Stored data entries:
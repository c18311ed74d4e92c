//! # Slice Messages
//!
//! The request type a [`SliceClient`](crate::SliceClient) sends to its
//! [`SliceActor`](crate::SliceActor).

use crate::error::FrameworkError;
use crate::slice::Slice;
use tokio::sync::oneshot;

/// Type alias for the one-shot response channel used by slice actors.
pub type Response<T> = oneshot::Sender<Result<T, FrameworkError>>;

/// Internal message sent to a slice actor.
///
/// - **Dispatch**: run the side-effect hook, reduce the event, publish the new state.
/// - **Snapshot**: read the state after every previously queued event has been reduced.
#[derive(Debug)]
pub enum SliceRequest<S: Slice> {
    Dispatch {
        event: S::Event,
        respond_to: Response<()>,
    },
    Snapshot {
        respond_to: Response<S>,
    },
}
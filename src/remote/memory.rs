//! # In-Process Backend
//!
//! [`MemoryBackend`] keeps accounts and collections in memory behind one async lock.
//! It validates credentials the way the hosted provider does and can be told to fail
//! the next call of any [`Operation`], which is how tests exercise rejected actions.

use crate::remote::document::{Document, FieldValue, Fields};
use crate::remote::{AuthAccount, AuthErrorCode, AuthProvider, DocumentStore, RemoteError};
use async_trait::async_trait;
use chrono::Utc;
use std::collections::{HashMap, VecDeque};
use tokio::sync::Mutex;
use tracing::{debug, info, warn};
use uuid::Uuid;

/// Minimum password length accepted on account creation.
pub const MIN_PASSWORD_LEN: usize = 6;

/// Consecutive wrong passwords after which an address is locked out.
pub const MAX_FAILED_SIGN_INS: u32 = 5;

/// Remote calls that can be made to fail on demand.
#[derive(Debug, Clone, Copy, PartialEq, Eq, Hash)]
pub enum Operation {
    CreateAccount,
    UpdateDisplayName,
    SignIn,
    SignOut,
    Add,
    Set,
    Get,
    List,
    Query,
    Update,
}

#[derive(Debug, Clone)]
struct Account {
    uid: String,
    email: String,
    password: String,
    display_name: Option<String>,
    failed_sign_ins: u32,
}

impl Account {
    fn public(&self) -> AuthAccount {
        AuthAccount {
            uid: self.uid.clone(),
            email: self.email.clone(),
            display_name: self.display_name.clone(),
        }
    }
}

#[derive(Debug, Default)]
struct BackendState {
    /// Accounts keyed by lowercase email.
    accounts: HashMap<String, Account>,
    current: Option<String>,
    /// Documents per collection, in insertion order.
    collections: HashMap<String, Vec<Document>>,
    failures: HashMap<Operation, VecDeque<RemoteError>>,
}

impl BackendState {
    fn take_failure(&mut self, op: Operation) -> Result<(), RemoteError> {
        match self.failures.get_mut(&op).and_then(VecDeque::pop_front) {
            Some(error) => {
                warn!(?op, error = %error, "Injected failure");
                Err(error)
            }
            None => Ok(()),
        }
    }

    fn account_by_uid(&self, uid: &str) -> Option<&Account> {
        self.accounts.values().find(|account| account.uid == uid)
    }

    fn collection(&mut self, name: &str) -> &mut Vec<Document> {
        self.collections.entry(name.to_string()).or_default()
    }
}

/// Accounts and collections held in memory.
#[derive(Debug, Default)]
pub struct MemoryBackend {
    state: Mutex<BackendState>,
}

fn is_valid_email(email: &str) -> bool {
    if email.chars().any(char::is_whitespace) {
        return false;
    }
    match email.split_once('@') {
        Some((local, domain)) => {
            !local.is_empty()
                && !domain.contains('@')
                && domain.contains('.')
                && !domain.starts_with('.')
                && !domain.ends_with('.')
        }
        None => false,
    }
}

/// Replaces server-timestamp sentinels with the current time.
fn resolve(fields: Fields) -> Fields {
    let now = Utc::now();
    fields
        .into_iter()
        .map(|(name, value)| match value {
            FieldValue::ServerTimestamp => (name, FieldValue::Timestamp(now)),
            other => (name, other),
        })
        .collect()
}

impl MemoryBackend {
    pub fn new() -> Self {
        Self::default()
    }

    /// Makes the next call of `op` fail with `error`. Calls queue up.
    pub async fn fail_next(&self, op: Operation, error: RemoteError) {
        let mut state = self.state.lock().await;
        state.failures.entry(op).or_default().push_back(error);
    }

    /// Registers an account without binding it as the current account.
    pub async fn register(
        &self,
        email: &str,
        password: &str,
        display_name: Option<&str>,
    ) -> Result<AuthAccount, RemoteError> {
        let mut state = self.state.lock().await;
        Self::insert_account(&mut state, email, password, display_name)
    }

    /// Number of documents in `collection`.
    pub async fn count(&self, collection: &str) -> usize {
        let state = self.state.lock().await;
        state.collections.get(collection).map_or(0, Vec::len)
    }

    fn insert_account(
        state: &mut BackendState,
        email: &str,
        password: &str,
        display_name: Option<&str>,
    ) -> Result<AuthAccount, RemoteError> {
        if !is_valid_email(email) {
            return Err(RemoteError::auth(AuthErrorCode::InvalidEmail));
        }
        if password.chars().count() < MIN_PASSWORD_LEN {
            return Err(RemoteError::auth(AuthErrorCode::WeakPassword));
        }
        let key = email.to_lowercase();
        if state.accounts.contains_key(&key) {
            return Err(RemoteError::auth(AuthErrorCode::EmailAlreadyInUse));
        }

        let account = Account {
            uid: Uuid::new_v4().to_string(),
            email: email.to_string(),
            password: password.to_string(),
            display_name: display_name.map(str::to_string),
            failed_sign_ins: 0,
        };
        info!(uid = %account.uid, "Account created");
        let public = account.public();
        state.accounts.insert(key, account);
        Ok(public)
    }
}

#[async_trait]
impl AuthProvider for MemoryBackend {
    async fn create_account(&self, email: &str, password: &str) -> Result<AuthAccount, RemoteError> {
        let mut state = self.state.lock().await;
        state.take_failure(Operation::CreateAccount)?;
        let account = Self::insert_account(&mut state, email, password, None)?;
        state.current = Some(account.uid.clone());
        Ok(account)
    }

    async fn update_display_name(&self, uid: &str, display_name: &str) -> Result<(), RemoteError> {
        let mut state = self.state.lock().await;
        state.take_failure(Operation::UpdateDisplayName)?;
        let account = state
            .accounts
            .values_mut()
            .find(|account| account.uid == uid)
            .ok_or_else(|| RemoteError::auth(AuthErrorCode::UserNotFound))?;
        account.display_name = Some(display_name.to_string());
        debug!(uid, "Display name updated");
        Ok(())
    }

    async fn sign_in(&self, email: &str, password: &str) -> Result<AuthAccount, RemoteError> {
        let mut state = self.state.lock().await;
        state.take_failure(Operation::SignIn)?;
        if !is_valid_email(email) {
            return Err(RemoteError::auth(AuthErrorCode::InvalidEmail));
        }

        let account = state
            .accounts
            .get_mut(&email.to_lowercase())
            .ok_or_else(|| RemoteError::auth(AuthErrorCode::UserNotFound))?;

        if account.failed_sign_ins >= MAX_FAILED_SIGN_INS {
            warn!(uid = %account.uid, "Sign-in locked out");
            return Err(RemoteError::auth(AuthErrorCode::TooManyRequests));
        }
        if account.password != password {
            account.failed_sign_ins += 1;
            debug!(uid = %account.uid, attempts = account.failed_sign_ins, "Wrong password");
            return Err(RemoteError::auth(AuthErrorCode::WrongPassword));
        }

        account.failed_sign_ins = 0;
        let public = account.public();
        state.current = Some(public.uid.clone());
        info!(uid = %public.uid, "Signed in");
        Ok(public)
    }

    async fn sign_out(&self) -> Result<(), RemoteError> {
        let mut state = self.state.lock().await;
        state.take_failure(Operation::SignOut)?;
        if let Some(uid) = state.current.take() {
            info!(uid = %uid, "Signed out");
        }
        Ok(())
    }

    async fn current_account(&self) -> Option<AuthAccount> {
        let state = self.state.lock().await;
        let uid = state.current.as_deref()?;
        state.account_by_uid(uid).map(Account::public)
    }
}

#[async_trait]
impl DocumentStore for MemoryBackend {
    async fn add(&self, collection: &str, fields: Fields) -> Result<Document, RemoteError> {
        let mut state = self.state.lock().await;
        state.take_failure(Operation::Add)?;
        let doc = Document::new(Uuid::new_v4().to_string(), resolve(fields));
        debug!(collection, id = %doc.id, "Add");
        state.collection(collection).push(doc.clone());
        Ok(doc)
    }

    async fn set(&self, collection: &str, id: &str, fields: Fields) -> Result<Document, RemoteError> {
        let mut state = self.state.lock().await;
        state.take_failure(Operation::Set)?;
        let doc = Document::new(id, resolve(fields));
        debug!(collection, id, "Set");
        let docs = state.collection(collection);
        match docs.iter_mut().find(|existing| existing.id == id) {
            Some(existing) => *existing = doc.clone(),
            None => docs.push(doc.clone()),
        }
        Ok(doc)
    }

    async fn get(&self, collection: &str, id: &str) -> Result<Option<Document>, RemoteError> {
        let mut state = self.state.lock().await;
        state.take_failure(Operation::Get)?;
        Ok(state
            .collections
            .get(collection)
            .and_then(|docs| docs.iter().find(|doc| doc.id == id))
            .cloned())
    }

    async fn list(&self, collection: &str) -> Result<Vec<Document>, RemoteError> {
        let mut state = self.state.lock().await;
        state.take_failure(Operation::List)?;
        Ok(state.collections.get(collection).cloned().unwrap_or_default())
    }

    async fn query_eq(
        &self,
        collection: &str,
        field: &str,
        value: &FieldValue,
    ) -> Result<Vec<Document>, RemoteError> {
        let mut state = self.state.lock().await;
        state.take_failure(Operation::Query)?;
        Ok(state
            .collections
            .get(collection)
            .map(|docs| {
                docs.iter()
                    .filter(|doc| doc.get(field) == Some(value))
                    .cloned()
                    .collect()
            })
            .unwrap_or_default())
    }

    async fn update(&self, collection: &str, id: &str, fields: Fields) -> Result<Document, RemoteError> {
        let mut state = self.state.lock().await;
        state.take_failure(Operation::Update)?;
        let doc = state
            .collections
            .get_mut(collection)
            .and_then(|docs| docs.iter_mut().find(|doc| doc.id == id))
            .ok_or_else(|| RemoteError::not_found(collection, id))?;
        doc.fields.extend(resolve(fields));
        debug!(collection, id, "Update");
        Ok(doc.clone())
    }
}
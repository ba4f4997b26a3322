//! Command-line interface definitions.
//!
//! Defines the argument parser and subcommands using clap's derive API.
//! Each subcommand corresponds to a distinct operation: previewing what would
//! move into the catalog, applying the migration, inspecting an existing
//! catalog, or listing scan targets.

use clap::{Args as ClapArgs, Parser, Subcommand};
use std::path::PathBuf;

/// Move inline Gradle dependency and plugin versions into a version catalog.
#[derive(Debug, Parser)]
#[command(author, version, about)]
pub struct Args {
    #[command(subcommand)]
    pub command: Commands,
}

/// Where to look for build scripts.
#[derive(Debug, ClapArgs)]
pub struct ScanArgs {
    /// Paths to scan. Defaults to current directory.
    #[arg(short, long)]
    pub paths: Option<Vec<PathBuf>>,

    /// Glob patterns for directories/files to exclude (e.g., "buildSrc", "*.gradle").
    /// By default, entries starting with `.` are excluded.
    #[arg(short, long)]
    pub exclude: Vec<String>,

    /// Disable default exclusion of `.` prefixed entries.
    #[arg(long)]
    pub no_default_excludes: bool,
}

/// What to write and where.
#[derive(Debug, ClapArgs)]
pub struct CatalogArgs {
    /// Catalog to merge into. Defaults to the first `libs.versions.toml` found,
    /// else `gradle/libs.versions.toml` under the first scanned path.
    #[arg(long)]
    pub catalog: Option<PathBuf>,

    /// Catalog accessor used in rewritten build scripts.
    #[arg(long, default_value = "libs", value_parser = parse_alias)]
    pub alias: String,

    /// Error log location. Defaults to `catalog-errors.log` next to the catalog.
    #[arg(long)]
    pub log: Option<PathBuf>,
}

#[derive(Debug, Subcommand)]
pub enum Commands {
    /// Scan build scripts and report the catalog entries and version keys they would produce.
    Detect {
        #[command(flatten)]
        scan: ScanArgs,

        #[command(flatten)]
        catalog: CatalogArgs,

        /// Emit JSON instead of human-readable output.
        #[arg(long)]
        json: bool,

        /// Print additional diagnostics to stderr.
        #[arg(short, long)]
        verbose: bool,
    },

    /// Write the catalog and rewrite build scripts to reference it.
    Apply {
        #[command(flatten)]
        scan: ScanArgs,

        #[command(flatten)]
        catalog: CatalogArgs,

        /// Print the catalog and replacements without writing anything.
        #[arg(long)]
        dry_run: bool,

        /// Interactively confirm each file's changes before applying.
        #[arg(short, long)]
        interactive: bool,

        /// Emit the run report as JSON.
        #[arg(long)]
        json: bool,

        /// Print additional diagnostics to stderr.
        #[arg(short, long)]
        verbose: bool,
    },

    /// Print the sections of an existing catalog.
    Catalog {
        /// Catalog file. Defaults to the first `libs.versions.toml` under the current directory.
        path: Option<PathBuf>,
    },

    /// List files that would be scanned without processing them.
    Scan {
        #[command(flatten)]
        scan: ScanArgs,
    },
}

fn parse_alias(s: &str) -> Result<String, String> {
    let valid = s
        .chars()
        .next()
        .is_some_and(|c| c.is_ascii_alphabetic())
        && s.chars().all(|c| c.is_ascii_alphanumeric() || c == '_');
    if !valid {
        return Err(format!(
            "Invalid catalog alias '{}', expected an identifier like 'libs'",
            s
        ));
    }
    Ok(s.to_string())
}
//! Declarations recognized in build scripts.
//!
//! Two kinds exist: library dependencies inside `dependencies { }` and
//! versioned plugins inside `plugins { }`. Both implement [`Declaration`], which
//! supplies the three derivations the rest of the pipeline needs: the catalog
//! table value, the `version.ref` key and the replacement expression.

use crate::keys::{derive_key, derive_version_key, dotted};
use serde::Serialize;
use std::hash::{Hash, Hasher};

/// Behaviour shared by dependency and plugin declarations.
pub trait Declaration {
    /// Alias under `[libraries]` or `[plugins]`.
    fn catalog_key(&self) -> String;

    /// Inline table stored under [`Declaration::catalog_key`].
    fn catalog_value(&self) -> String;

    /// Name of the `[versions]` entry this declaration references.
    fn version_key(&self) -> String;

    /// Expression that replaces the declaration in the build script.
    fn replacement_text(&self, alias: &str) -> String;

    fn version(&self) -> &str;

    /// Exact text matched in the source, including captured whitespace.
    fn original_text(&self) -> &str;

    /// Byte range of [`Declaration::original_text`] in the scanned source.
    fn span(&self) -> (usize, usize);
}

/// A `configuration("group:artifact:version")` or
/// `configuration(group = .., name = .., version = ..)` call.
#[derive(Debug, Clone, Serialize)]
pub struct DependencyDeclaration {
    pub configuration: String,
    pub group: String,
    pub artifact: String,
    pub version: String,
    pub original_text: String,
    pub start_offset: usize,
    pub end_offset: usize,
}

impl PartialEq for DependencyDeclaration {
    fn eq(&self, other: &Self) -> bool {
        self.configuration == other.configuration
            && self.group == other.group
            && self.artifact == other.artifact
            && self.version == other.version
    }
}

impl Eq for DependencyDeclaration {}

impl Hash for DependencyDeclaration {
    fn hash<H: Hasher>(&self, state: &mut H) {
        self.configuration.hash(state);
        self.group.hash(state);
        self.artifact.hash(state);
        self.version.hash(state);
    }
}

impl Declaration for DependencyDeclaration {
    fn catalog_key(&self) -> String {
        derive_key(&self.group, Some(&self.artifact))
    }

    fn catalog_value(&self) -> String {
        format!(
            "{{group = \"{}\", name = \"{}\", version.ref = \"{}\"}}",
            self.group,
            self.artifact,
            self.version_key()
        )
    }

    fn version_key(&self) -> String {
        derive_version_key(&self.catalog_key(), false)
    }

    fn replacement_text(&self, alias: &str) -> String {
        format!(
            "{}({}.{})",
            self.configuration,
            alias,
            dotted(&self.catalog_key())
        )
    }

    fn version(&self) -> &str {
        &self.version
    }

    fn original_text(&self) -> &str {
        &self.original_text
    }

    fn span(&self) -> (usize, usize) {
        (self.start_offset, self.end_offset)
    }
}

/// An `id("plugin.id") version "x.y.z"` line.
#[derive(Debug, Clone, Serialize)]
pub struct PluginDeclaration {
    pub plugin_id: String,
    pub version: String,
    pub original_text: String,
    pub start_offset: usize,
    pub end_offset: usize,
}

impl PartialEq for PluginDeclaration {
    fn eq(&self, other: &Self) -> bool {
        self.plugin_id == other.plugin_id && self.version == other.version
    }
}

impl Eq for PluginDeclaration {}

impl Hash for PluginDeclaration {
    fn hash<H: Hasher>(&self, state: &mut H) {
        self.plugin_id.hash(state);
        self.version.hash(state);
    }
}

impl Declaration for PluginDeclaration {
    fn catalog_key(&self) -> String {
        derive_key(&self.plugin_id, None)
    }

    fn catalog_value(&self) -> String {
        format!(
            "{{id = \"{}\", version.ref = \"{}\"}}",
            self.plugin_id,
            self.version_key()
        )
    }

    fn version_key(&self) -> String {
        derive_version_key(&self.catalog_key(), true)
    }

    fn replacement_text(&self, alias: &str) -> String {
        format!("alias({}.plugins.{})", alias, dotted(&self.catalog_key()))
    }

    fn version(&self) -> &str {
        &self.version
    }

    fn original_text(&self) -> &str {
        &self.original_text
    }

    fn span(&self) -> (usize, usize) {
        (self.start_offset, self.end_offset)
    }
}
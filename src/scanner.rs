//! Build script scanner.
//!
//! Recursively walks directories to collect Gradle build scripts and the
//! project's `libs.versions.toml`, skipping entries whose names start with `.`.
//! Each script is then matched against a small set of declaration shapes inside
//! its `dependencies { }` and `plugins { }` blocks. This is pattern matching, not
//! a Kotlin/Groovy parser: anything that does not fit a known shape is skipped.

use crate::declaration::{DependencyDeclaration, PluginDeclaration};
use crate::error::RunError;
use anyhow::Result;
use regex::Regex;
use serde::Serialize;
use std::path::{Path, PathBuf};
use std::sync::LazyLock;
use walkdir::WalkDir;

/// File name of the version catalog Gradle picks up by default.
pub const CATALOG_FILE_NAME: &str = "libs.versions.toml";

static DEPENDENCIES_BLOCK: LazyLock<Regex> = LazyLock::new(|| {
    Regex::new(r"\bdependencies\s*\{").expect("hardcoded regex must compile")
});

static PLUGINS_BLOCK: LazyLock<Regex> =
    LazyLock::new(|| Regex::new(r"\bplugins\s*\{").expect("hardcoded regex must compile"));

/// `configuration(arguments)`, arguments running up to the first `)`.
static CONFIGURATION_CALL: LazyLock<Regex> = LazyLock::new(|| {
    Regex::new(r"(\w*)\s*\(\s*([^)]*)\s*\)").expect("hardcoded regex must compile")
});

/// `"group:artifact:version"` with a purely numeric version.
static COORDINATE: LazyLock<Regex> = LazyLock::new(|| {
    Regex::new(r#"([\w.-]+):([\w.-]+):([0-9.]+)""#).expect("hardcoded regex must compile")
});

/// `key = "value"`
static NAMED_ARGUMENT: LazyLock<Regex> = LazyLock::new(|| {
    Regex::new(r#"([\w.-]+)\s*=\s*"([^"]*)""#).expect("hardcoded regex must compile")
});

static NUMERIC_VERSION: LazyLock<Regex> =
    LazyLock::new(|| Regex::new(r"^[0-9.]+$").expect("hardcoded regex must compile"));

/// `id("plugin.id") version "x.y.z"`, including any leading spaces and comment
/// characters so commented-out lines can be told apart.
static PLUGIN_WITH_VERSION: LazyLock<Regex> = LazyLock::new(|| {
    Regex::new(r#"[/ *]*\bid\s*\(\s*"([^"]+)"\s*\)\s*version\s*"([0-9.]+)\s*""#)
        .expect("hardcoded regex must compile")
});

/// Files a run operates on.
#[derive(Debug, Default, Clone, Serialize)]
pub struct ScanTargets {
    /// Build scripts, sorted by path.
    pub build_files: Vec<PathBuf>,
    /// First `libs.versions.toml` found, if any.
    pub catalog: Option<PathBuf>,
}

/// Declarations recognized in one piece of source text.
#[derive(Debug, Default, Clone, Serialize)]
pub struct Extraction {
    pub dependencies: Vec<DependencyDeclaration>,
    pub plugins: Vec<PluginDeclaration>,
}

/// Declarations recognized in one build script.
#[derive(Debug, Clone, Serialize)]
pub struct FileScan {
    pub file: PathBuf,
    pub dependencies: Vec<DependencyDeclaration>,
    pub plugins: Vec<PluginDeclaration>,
}

impl FileScan {
    pub fn is_empty(&self) -> bool {
        self.dependencies.is_empty() && self.plugins.is_empty()
    }
}

/// Returns true for `build.gradle`, `build.gradle.kts` and friends.
pub fn is_build_script(path: &Path) -> bool {
    path.file_name()
        .and_then(|n| n.to_str())
        .is_some_and(|n| n.ends_with(".gradle") || n.ends_with(".gradle.kts"))
}

/// Collects build scripts and the version catalog under `paths`.
///
/// Entries starting with `.` are skipped when `default_excludes` is set (this
/// keeps Gradle's own `.gradle` cache out). Entries whose file name or path
/// matches any of `exclude` are always skipped.
pub fn collect_targets(
    paths: &[PathBuf],
    exclude: &[String],
    default_excludes: bool,
) -> Result<ScanTargets> {
    let patterns = exclude
        .iter()
        .map(|p| glob::Pattern::new(p))
        .collect::<Result<Vec<_>, _>>()?;

    let mut targets = ScanTargets::default();
    let mut catalogs = Vec::new();

    for path in paths {
        for entry in WalkDir::new(path)
            .into_iter()
            .filter_entry(|e| !is_excluded(e, &patterns, default_excludes))
        {
            let entry = entry?;
            if !entry.file_type().is_file() {
                continue;
            }
            if entry.file_name() == CATALOG_FILE_NAME {
                catalogs.push(entry.into_path());
            } else if is_build_script(entry.path()) {
                targets.build_files.push(entry.into_path());
            }
        }
    }

    targets.build_files.sort();
    targets.build_files.dedup();
    // Shallowest catalog wins, ties broken by path.
    catalogs.sort_by_key(|p| (p.components().count(), p.clone()));
    targets.catalog = catalogs.into_iter().next();

    Ok(targets)
}

fn is_excluded(
    entry: &walkdir::DirEntry,
    patterns: &[glob::Pattern],
    default_excludes: bool,
) -> bool {
    // Never exclude the roots the caller asked for.
    if entry.depth() == 0 {
        return false;
    }
    let name = entry.file_name().to_str().unwrap_or_default();
    if default_excludes && name.starts_with('.') {
        return true;
    }
    patterns
        .iter()
        .any(|p| p.matches(name) || p.matches_path(entry.path()))
}

/// Reads a build script and extracts its declarations.
pub fn scan_build_file(file: &Path) -> Result<FileScan, RunError> {
    let source = std::fs::read_to_string(file).map_err(|source| RunError::Read {
        path: file.to_path_buf(),
        source,
    })?;

    let extraction = extract(&source);
    tracing::debug!(
        file = %file.display(),
        dependencies = extraction.dependencies.len(),
        plugins = extraction.plugins.len(),
        "scanned build file"
    );

    Ok(FileScan {
        file: file.to_path_buf(),
        dependencies: extraction.dependencies,
        plugins: extraction.plugins,
    })
}

/// Extracts every recognized dependency and plugin declaration from `source`.
pub fn extract(source: &str) -> Extraction {
    Extraction {
        dependencies: extract_dependencies(source),
        plugins: extract_plugins(source),
    }
}

/// Extracts declarations from every `dependencies { }` block.
///
/// Each `configuration(...)` call inside a block is tried against two shapes:
/// `"group:artifact:version"` and `group = .., name = .., version = ..`. Calls
/// wrapping another call (`platform(..)`, `project(..)`, `fileTree(..)`) are
/// ignored, as are versions that are not plain digits and dots, and calls on a
/// line that is commented out.
pub fn extract_dependencies(source: &str) -> Vec<DependencyDeclaration> {
    let mut dependencies = Vec::new();

    for (start, end) in block_regions(source, &DEPENDENCIES_BLOCK) {
        let region = &source[start..end];

        for caps in CONFIGURATION_CALL.captures_iter(region) {
            let Some(whole) = caps.get(0) else { continue };
            if is_commented(source, start + whole.start(), start + whole.end()) {
                continue;
            }
            let configuration = &caps[1];
            let content = &caps[2];

            if configuration.is_empty() || content.is_empty() || content.contains('(') {
                continue;
            }

            let parsed = if content.contains(':') {
                parse_coordinate(content)
            } else {
                parse_named_arguments(content)
            };

            if let Some((group, artifact, version)) = parsed {
                dependencies.push(DependencyDeclaration {
                    configuration: configuration.to_string(),
                    group,
                    artifact,
                    version,
                    original_text: whole.as_str().to_string(),
                    start_offset: start + whole.start(),
                    end_offset: start + whole.end(),
                });
            }
        }
    }

    dependencies
}

/// Extracts `id(..) version ".."` lines from every `plugins { }` block,
/// skipping those behind `//` or `/*`.
pub fn extract_plugins(source: &str) -> Vec<PluginDeclaration> {
    let mut plugins = Vec::new();

    for (start, end) in block_regions(source, &PLUGINS_BLOCK) {
        let region = &source[start..end];

        for caps in PLUGIN_WITH_VERSION.captures_iter(region) {
            let Some(whole) = caps.get(0) else { continue };
            if is_commented(source, start + whole.start(), start + whole.end()) {
                continue;
            }
            let text = whole.as_str();

            plugins.push(PluginDeclaration {
                plugin_id: caps[1].to_string(),
                version: caps[2].to_string(),
                original_text: text.to_string(),
                start_offset: start + whole.start(),
                end_offset: start + whole.end(),
            });
        }
    }

    plugins
}

/// True when `//` or `/*` appears between the start of the line holding
/// `start` and `end`.
fn is_commented(source: &str, start: usize, end: usize) -> bool {
    let line_start = source[..start].rfind('\n').map_or(0, |newline| newline + 1);
    let line = &source[line_start..end];
    line.contains("//") || line.contains("/*")
}

/// Parses `"group:artifact:version"`.
fn parse_coordinate(content: &str) -> Option<(String, String, String)> {
    let caps = COORDINATE.captures(content)?;
    Some((caps[1].to_string(), caps[2].to_string(), caps[3].to_string()))
}

/// Parses exactly three `group`/`name`/`version` named arguments, in any order.
fn parse_named_arguments(content: &str) -> Option<(String, String, String)> {
    let arguments: Vec<_> = NAMED_ARGUMENT.captures_iter(content).collect();
    if arguments.len() != 3 {
        return None;
    }

    let (mut group, mut name, mut version) = (None, None, None);
    for caps in &arguments {
        let value = caps[2].to_string();
        match &caps[1] {
            "group" => group = Some(value),
            "name" => name = Some(value),
            "version" => version = Some(value),
            _ => return None,
        }
    }

    let (group, name, version) = (group?, name?, version?);
    if group.is_empty() || name.is_empty() || !NUMERIC_VERSION.is_match(&version) {
        return None;
    }
    Some((group, name, version))
}

/// Byte ranges of the bodies of all `keyword { ... }` blocks.
///
/// The end of a block is found by brace matching. Blocks nested inside an
/// earlier match are not reported twice, and unterminated blocks are dropped.
fn block_regions(source: &str, opening: &Regex) -> Vec<(usize, usize)> {
    let mut regions = Vec::new();
    let mut covered_until = 0;

    for m in opening.find_iter(source) {
        if m.start() < covered_until {
            continue;
        }
        let open = m.end() - 1;
        if let Some(close) = matching_brace(source, open) {
            regions.push((open + 1, close));
            covered_until = close;
        }
    }

    regions
}

/// Finds the `}` closing the `{` at byte `open`.
pub(crate) fn matching_brace(source: &str, open: usize) -> Option<usize> {
    let mut depth = 0usize;
    for (i, b) in source.as_bytes()[open..].iter().enumerate() {
        match b {
            b'{' => depth += 1,
            b'}' => {
                depth = depth.checked_sub(1)?;
                if depth == 0 {
                    return Some(open + i);
                }
            }
            _ => {}
        }
    }
    None
}

/// Converts a byte offset into a 1-indexed `(line, column)` pair.
pub fn offset_to_line_col(source: &str, offset: usize) -> (usize, usize) {
    let mut line = 1;
    let mut col = 1;
    for (i, c) in source.char_indices() {
        if i >= offset {
            break;
        }
        if c == '\n' {
            line += 1;
            col = 1;
        } else {
            col += 1;
        }
    }
    (line, col)
}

◆ Work to complete
For every line above with the word "chars" in it, make a copy.

◆ Problem solution
    if email.chars().any(char::is_whitespace) {
        if password.chars().count() < MIN_PASSWORD_LEN {
        .chars()
        && s.chars().all(|c| c.is_ascii_alphanumeric() || c == '_');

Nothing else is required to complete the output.